U.S. government have turned to the safety of bonds throughout 2020, even as stocks overcame stumbles to set more records. The 10-year yield on Monday was near its intraday record low of 1.325% set in July 2016, according to Tradeweb. The 30-year Treasury yield fell further after setting its own record low, down to 1.83% from 1.92% late Friday.
Traders are increasingly certain that the Federal Reserve will cut interest rates at least once in 2020 to help prop up the economy. They're pricing in a nearly 95% probability of a cut this year, according to CME Group. A month ago, they saw only a 68% probability.
Of course, some analysts say stocks have been rising in recent weeks precisely because of the drop in yields. When bonds are paying such meager amounts, many investors say there's little real competition other than stocks for their money.
The view has become so hardened that "There Is No Alternative," or TINA, has become a popular acronym on Wall Street. Even with Monday's sharp drops, the S&P 500 is still within 4.2% of its record set earlier this month.
The Dow lost 1,031.61 points, or 3.6%, to 27,960.80. The S&P 500 index skidded 111.86 points, or 3.4%, to 3,225.89. The Nasdaq dropped 355.31 points, or 3.7%, to 9,221.28 - it's biggest loss since December 2018.
The Russell 2000 index of smaller company stocks gave up 50.50 points, or 3%, to 1,628.10.
Investors looking for safe harbors bid up prices for U.S. government bonds and gold. The yield on the 10-year Treasury note fell sharply, to 1.37% from 1.47% late Friday.

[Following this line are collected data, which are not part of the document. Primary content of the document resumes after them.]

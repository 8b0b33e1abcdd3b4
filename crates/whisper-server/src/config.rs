//! Server configuration.
//!
//! Configuration can be loaded from:
//! - Environment variables (WHISPER_*)
//! - TOML configuration file

use anyhow::{bail, Context, Result};
use serde::{Deserialize, Serialize};
use std::fmt;
use std::net::SocketAddr;
use std::path::Path;
use whisper_core::{JwtVerifier, SessionConfig};

/// Server configuration.
#[derive(Debug, Clone, Serialize, Deserialize)]
pub struct Config {
    /// Host to bind to.
    #[serde(default = "default_host")]
    pub host: String,

    /// Port to listen on.
    #[serde(default = "default_port")]
    pub port: u16,

    /// Credential verification.
    #[serde(default)]
    pub auth: AuthConfig,

    /// Session lifecycle behaviour.
    #[serde(default)]
    pub session: SessionSettings,

    /// Transport configuration.
    #[serde(default)]
    pub transport: TransportConfig,

    /// Resource limits.
    #[serde(default)]
    pub limits: LimitsConfig,

    /// Metrics configuration.
    #[serde(default)]
    pub metrics: MetricsConfig,
}

/// Credential verification configuration.
#[derive(Clone, Serialize, Deserialize)]
pub struct AuthConfig {
    /// Shared HS256 secret used by the identity service to sign tokens.
    #[serde(default = "default_secret")]
    pub secret: String,

    /// Allowed clock skew past token expiry, in seconds.
    #[serde(default)]
    pub leeway_secs: u64,
}

impl fmt::Debug for AuthConfig {
    fn fmt(&self, f: &mut fmt::Formatter<'_>) -> fmt::Result {
        f.debug_struct("AuthConfig")
            .field("secret", &"<redacted>")
            .field("leeway_secs", &self.leeway_secs)
            .finish()
    }
}

/// Session lifecycle configuration.
#[derive(Debug, Clone, Serialize, Deserialize)]
pub struct SessionSettings {
    /// Close the older connection when the same identity connects again.
    #[serde(default = "default_evict_previous")]
    pub evict_previous: bool,
}

/// Transport configuration.
#[derive(Debug, Clone, Serialize, Deserialize)]
pub struct TransportConfig {
    /// Path for WebSocket endpoint.
    #[serde(default = "default_ws_path")]
    pub websocket_path: String,
}

/// Resource limits configuration.
#[derive(Debug, Clone, Serialize, Deserialize)]
pub struct LimitsConfig {
    /// Maximum inbound WebSocket message size in bytes.
    #[serde(default = "default_max_message_size")]
    pub max_message_size: usize,
}

/// Metrics configuration.
#[derive(Debug, Clone, Serialize, Deserialize)]
pub struct MetricsConfig {
    /// Enable metrics export.
    #[serde(default = "default_true")]
    pub enabled: bool,

    /// Metrics port.
    #[serde(default = "default_metrics_port")]
    pub port: u16,
}

// Default value functions
fn default_host() -> String {
    std::env::var("WHISPER_HOST").unwrap_or_else(|_| "127.0.0.1".to_string())
}

fn default_port() -> u16 {
    std::env::var("WHISPER_PORT")
        .ok()
        .and_then(|p| p.parse().ok())
        .unwrap_or(7000)
}

fn default_secret() -> String {
    std::env::var("WHISPER_SECRET")
        .or_else(|_| std::env::var("SECRETKEY"))
        .unwrap_or_default()
}

fn default_evict_previous() -> bool {
    std::env::var("WHISPER_EVICT_PREVIOUS")
        .ok()
        .and_then(|v| v.parse().ok())
        .unwrap_or(false)
}

fn default_true() -> bool {
    true
}

fn default_ws_path() -> String {
    "/ws".to_string()
}

fn default_max_message_size() -> usize {
    64 * 1024 // 64 KB
}

fn default_metrics_port() -> u16 {
    9090
}

impl Default for Config {
    fn default() -> Self {
        Self {
            host: default_host(),
            port: default_port(),
            auth: AuthConfig::default(),
            session: SessionSettings::default(),
            transport: TransportConfig::default(),
            limits: LimitsConfig::default(),
            metrics: MetricsConfig::default(),
        }
    }
}

impl Default for AuthConfig {
    fn default() -> Self {
        Self {
            secret: default_secret(),
            leeway_secs: 0,
        }
    }
}

impl Default for SessionSettings {
    fn default() -> Self {
        Self {
            evict_previous: default_evict_previous(),
        }
    }
}

impl Default for TransportConfig {
    fn default() -> Self {
        Self {
            websocket_path: default_ws_path(),
        }
    }
}

impl Default for LimitsConfig {
    fn default() -> Self {
        Self {
            max_message_size: default_max_message_size(),
        }
    }
}

impl Default for MetricsConfig {
    fn default() -> Self {
        Self {
            enabled: true,
            port: default_metrics_port(),
        }
    }
}

impl AuthConfig {
    /// Build the token verifier for this configuration.
    #[must_use]
    pub fn verifier(&self) -> JwtVerifier {
        JwtVerifier::new(self.secret.as_bytes()).with_leeway(self.leeway_secs)
    }
}

impl SessionSettings {
    /// Session manager settings.
    #[must_use]
    pub fn to_session_config(&self) -> SessionConfig {
        SessionConfig {
            evict_previous: self.evict_previous,
        }
    }
}

impl Config {
    /// Load configuration from file or defaults.
    ///
    /// `WHISPER_CONFIG` names an explicit file; otherwise the usual locations
    /// are searched.
    ///
    /// # Errors
    ///
    /// Returns an error if a config file exists but cannot be parsed, or the
    /// result fails validation.
    pub fn load() -> Result<Self> {
        if let Ok(path) = std::env::var("WHISPER_CONFIG") {
            let expanded = shellexpand::tilde(&path);
            return Self::from_file(expanded.as_ref());
        }

        let config_paths = [
            "whisper.toml",
            "/etc/whisper/whisper.toml",
            "~/.config/whisper/whisper.toml",
        ];

        for path in &config_paths {
            let expanded = shellexpand::tilde(path);
            if Path::new(expanded.as_ref()).exists() {
                return Self::from_file(expanded.as_ref());
            }
        }

        // Fall back to defaults with environment overrides
        let config = Self::default();
        config.validate()?;
        Ok(config)
    }

    /// Load configuration from a specific file.
    ///
    /// # Errors
    ///
    /// Returns an error if the file cannot be read, parsed or validated.
    pub fn from_file(path: impl AsRef<Path>) -> Result<Self> {
        let path = path.as_ref();
        let contents = std::fs::read_to_string(path)
            .with_context(|| format!("Failed to read config file: {}", path.display()))?;

        let config: Config = toml::from_str(&contents)
            .with_context(|| format!("Failed to parse config file: {}", path.display()))?;

        config
            .validate()
            .with_context(|| format!("Invalid config file: {}", path.display()))?;
        Ok(config)
    }

    /// Check settings that have no usable default.
    ///
    /// # Errors
    ///
    /// Returns an error if the signing secret is empty or the WebSocket path
    /// would shadow the liveness route.
    pub fn validate(&self) -> Result<()> {
        if self.auth.secret.is_empty() {
            bail!("No signing secret configured (set auth.secret, WHISPER_SECRET or SECRETKEY)");
        }
        if !self.transport.websocket_path.starts_with('/') || self.transport.websocket_path == "/"
        {
            bail!(
                "Invalid websocket_path {:?}: must start with '/' and not be the root",
                self.transport.websocket_path
            );
        }
        Ok(())
    }

    /// Get the socket address to bind to.
    ///
    /// # Errors
    ///
    /// Returns an error if host and port do not form a socket address.
    pub fn bind_addr(&self) -> Result<SocketAddr> {
        format!("{}:{}", self.host, self.port)
            .parse()
            .with_context(|| format!("Invalid host:port {}:{}", self.host, self.port))
    }
}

In commodities trading, benchmark crude oil fell $1.95 to settle at $51.43 a barrel. Brent crude oil, the international standard, dropped $2.20 to close at $56.30 a barrel.
Wholesale gasoline fell 4 cents to $1.61 per gallon. Heating oil declined 8 cents to $1.61 per gallon. Natural gas fell 8 cents to $1.83 per 1,000 cubic feet.
Gold rose $27.80 to $1,672.40 per ounce, silver rose 35 cents to $18.87 per ounce and copper fell 3 cents to $2.59 per pound.
The dollar fell to 110.74 Japanese yen from 111.62 yen on Friday. The euro weakened to $1.0842 from $1.0858.
AP Business Writer Stan Choe contributed.